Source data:
○ ○ ○
//! Client for the Apps Script proxy in front of the spreadsheet, plus the
//! plain CSV export used for the duty schedules.
//!
//! Reads (`list`) are GET requests with `action` and `token` query
//! parameters. Writes are POSTs whose body is a JSON object sent as
//! `text/plain`, which keeps them simple requests for the script host.

use serde::Deserialize;
use serde_json::{json, Value};

use crate::config::Config;
use crate::duties::{self, DutyKind, DutyRoster};
use crate::error::RemoteError;
use crate::models::{self, Member};
use crate::sheet::RawSheet;

#[derive(Debug, Default, Deserialize)]
#[serde(default)]
struct ListReply {
    members: Vec<Value>,
    attendance: RawSheet,
}

/// Canonical state as returned by the `list` action.
#[derive(Debug, Clone, Default)]
pub struct RemoteState {
    pub members: Vec<Member>,
    /// Member rows that could not be read, saved back unchanged.
    pub skipped_members: Vec<Value>,
    pub attendance: RawSheet,
}

impl RemoteState {
    /// Reads a `list` reply. A bad member row is set aside rather than
    /// failing the whole reply.
    pub fn from_reply(value: Value) -> Result<Self, RemoteError> {
        let reply: ListReply = serde_json::from_value(value)?;
        let (members, skipped_members) = models::read_members(reply.members);
        Ok(Self {
            members,
            skipped_members,
            attendance: reply.attendance,
        })
    }
}

pub struct AppsScriptClient {
    client: reqwest::Client,
    url: String,
    token: String,
}

impl AppsScriptClient {
    pub fn new(url: String, token: String) -> Self {
        Self::with_client(reqwest::Client::new(), url, token)
    }

    pub fn with_client(client: reqwest::Client, url: String, token: String) -> Self {
        Self { client, url, token }
    }

    pub fn from_config(config: &Config) -> Result<Self, RemoteError> {
        let url = config.script_url.clone().ok_or(RemoteError::MissingUrl)?;
        Ok(Self::new(url, config.script_token.clone()))
    }

    pub async fn list(&self) -> Result<RemoteState, RemoteError> {
        let response = self
            .client
            .get(&self.url)
            .query(&[("action", "list"), ("token", self.token.as_str())])
            .send()
            .await?;
        let value = Self::read(response).await?;
        RemoteState::from_reply(value)
    }

    /// Saves the roster. `skipped` rows from the last pull are appended
    /// unchanged so the sheet keeps them.
    pub async fn save_members(&self, members: &[Member], skipped: &[Value]) -> Result<(), RemoteError> {
        self.post("saveMembers", members_payload(members, skipped)?).await?;
        tracing::info!(count = members.len(), skipped = skipped.len(), "saved members");
        Ok(())
    }

    pub async fn save_attendance(&self, sheet: &RawSheet) -> Result<(), RemoteError> {
        self.post(
            "saveAttendance",
            json!({ "headers": sheet.headers, "records": sheet.records }),
        )
        .await?;
        tracing::info!(rows = sheet.records.len(), "saved attendance");
        Ok(())
    }

    async fn post(&self, action: &str, payload: Value) -> Result<Value, RemoteError> {
        let body = request_body(action, &self.token, payload);
        let response = self
            .client
            .post(&self.url)
            .header(reqwest::header::CONTENT_TYPE, "text/plain")
            .body(body)
            .send()
            .await?;
        Self::read(response).await
    }

    async fn read(response: reqwest::Response) -> Result<Value, RemoteError> {
        let status = response.status().as_u16();
        let body = response.text().await?;
        interpret_reply(status, &body)
    }
}

pub fn members_payload(members: &[Member], skipped: &[Value]) -> Result<Value, RemoteError> {
    let mut rows = members
        .iter()
        .map(serde_json::to_value)
        .collect::<Result<Vec<_>, _>>()?;
    rows.extend(skipped.iter().cloned());
    Ok(json!({ "members": rows }))
}

/// `{action, token, ...payload}` serialised.
pub fn request_body(action: &str, token: &str, payload: Value) -> String {
    let mut body = match payload {
        Value::Object(map) => map,
        _ => serde_json::Map::new(),
    };
    body.insert("action".into(), Value::String(action.to_string()));
    body.insert("token".into(), Value::String(token.to_string()));
    Value::Object(body).to_string()
}

/// Turns a raw reply into JSON, treating a non-2xx status or a non-empty
/// `error` field as failure.
pub fn interpret_reply(status: u16, body: &str) -> Result<Value, RemoteError> {
    if !(200..300).contains(&status) {
        return Err(RemoteError::Status {
            status,
            body: body.to_string(),
        });
    }
    let value: Value = serde_json::from_str(body)?;
    match value.get("error") {
        None | Some(Value::Null) | Some(Value::Bool(false)) => Ok(value),
        Some(Value::String(message)) if message.is_empty() => Ok(value),
        Some(Value::String(message)) => Err(RemoteError::Script(message.clone())),
        Some(other) => Err(RemoteError::Script(other.to_string())),
    }
}

pub fn export_url(sheet_id: &str, gid: &str) -> String {
    format!("https://docs.google.com/spreadsheets/d/{sheet_id}/export?format=csv&gid={gid}")
}

/// Reads published sheet tabs through the CSV export endpoint.
pub struct SheetExportClient {
    client: reqwest::Client,
}

impl SheetExportClient {
    pub fn new() -> Self {
        Self {
            client: reqwest::Client::new(),
        }
    }

    pub async fn fetch_table(&self, sheet_id: &str, gid: &str) -> Result<Vec<Vec<String>>, RemoteError> {
        let url = export_url(sheet_id, gid);
        tracing::debug!(%url, "fetching sheet export");
        let response = self.client.get(&url).send().await?;
        let status = response.status();
        let text = response.text().await?;
        if !status.is_success() {
            return Err(RemoteError::Status {
                status: status.as_u16(),
                body: text,
            });
        }
        Ok(duties::parse_csv(&text)?)
    }

    pub async fn fetch_duties(&self, config: &Config) -> Result<DutyRoster, RemoteError> {
        let mut roster = DutyRoster::default();
        for kind in DutyKind::ALL {
            let rows = self.fetch_table(&config.sheet_id, config.duty_gid(kind)).await?;
            tracing::info!(schedule = kind.label(), rows = rows.len(), "loaded duty schedule");
            roster.load(kind, &rows);
        }
        Ok(roster)
    }
}

impl Default for SheetExportClient {
    fn default() -> Self {
        Self::new()
    }
}

#[cfg(test)]
mod tests {
    use super::*;

    #[test]
    fn body_merges_action_and_token_into_payload() {
        let body = request_body("saveMembers", "secret", json!({ "members": [] }));
        let value: Value = serde_json::from_str(&body).unwrap();
        assert_eq!(value["action"], "saveMembers");
        assert_eq!(value["token"], "secret");
        assert_eq!(value["members"], json!([]));
    }

    #[test]
    fn reply_errors_are_detected() {
        assert!(matches!(
            interpret_reply(500, "boom"),
            Err(RemoteError::Status { status: 500, .. })
        ));
        assert!(matches!(
            interpret_reply(200, "<html>"),
            Err(RemoteError::Payload(_))
        ));
        assert!(matches!(
            interpret_reply(200, r#"{"error":"bad token"}"#),
            Err(RemoteError::Script(message)) if message == "bad token"
        ));
        assert!(interpret_reply(200, r#"{"ok":true,"error":null}"#).is_ok());
        assert!(interpret_reply(200, r#"{"ok":true,"error":""}"#).is_ok());
    }

    #[test]
    fn list_reply_deserialises_into_state() {
        let value = interpret_reply(
            200,
            r#"{"members":[{"id":"s1","name":"서연","type":"학생"}],
                "attendance":{"headers":["memberId"],"records":[{"memberId":"s1"}]}}"#,
        )
        .unwrap();
        let state = RemoteState::from_reply(value).unwrap();
        assert_eq!(state.members.len(), 1);
        assert!(state.skipped_members.is_empty());
        assert_eq!(state.attendance.records.len(), 1);
    }

    #[test]
    fn one_bad_member_row_does_not_sink_the_list() {
        let value = interpret_reply(
            200,
            r#"{"members":[{"id":"s1","name":"서연","type":"학생"},
                           {"id":"x","name":"누구","type":""},
                           {"id":"t1","name":"김선생","type":"선생님"}]}"#,
        )
        .unwrap();
        let state = RemoteState::from_reply(value).unwrap();
        assert_eq!(state.members.len(), 2);
        assert_eq!(state.skipped_members.len(), 1);
        assert_eq!(state.skipped_members[0]["name"], "누구");
    }

    #[test]
    fn skipped_rows_are_saved_back() {
        let members = vec![Member {
            id: "s1".into(),
            name: "서연".into(),
            ..Member::default()
        }];
        let skipped = vec![json!({"id": "x", "name": "누구", "type": ""})];
        let payload = members_payload(&members, &skipped).unwrap();
        let rows = payload["members"].as_array().unwrap();
        assert_eq!(rows.len(), 2);
        assert_eq!(rows[0]["type"], "학생");
        assert_eq!(rows[1], skipped[0]);
    }

    #[test]
    fn export_url_targets_csv() {
        assert_eq!(
            export_url("sheet", "42"),
            "https://docs.google.com/spreadsheets/d/sheet/export?format=csv&gid=42"
        );
    }
}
○ ○ ○
[Problem to work on]
Read the data above and pull out each line that holds the string "query".

[Answer section]
//! Reads (`list`) are GET requests with `action` and `token` query
            .query(&[("action", "list"), ("token", self.token.as_str())])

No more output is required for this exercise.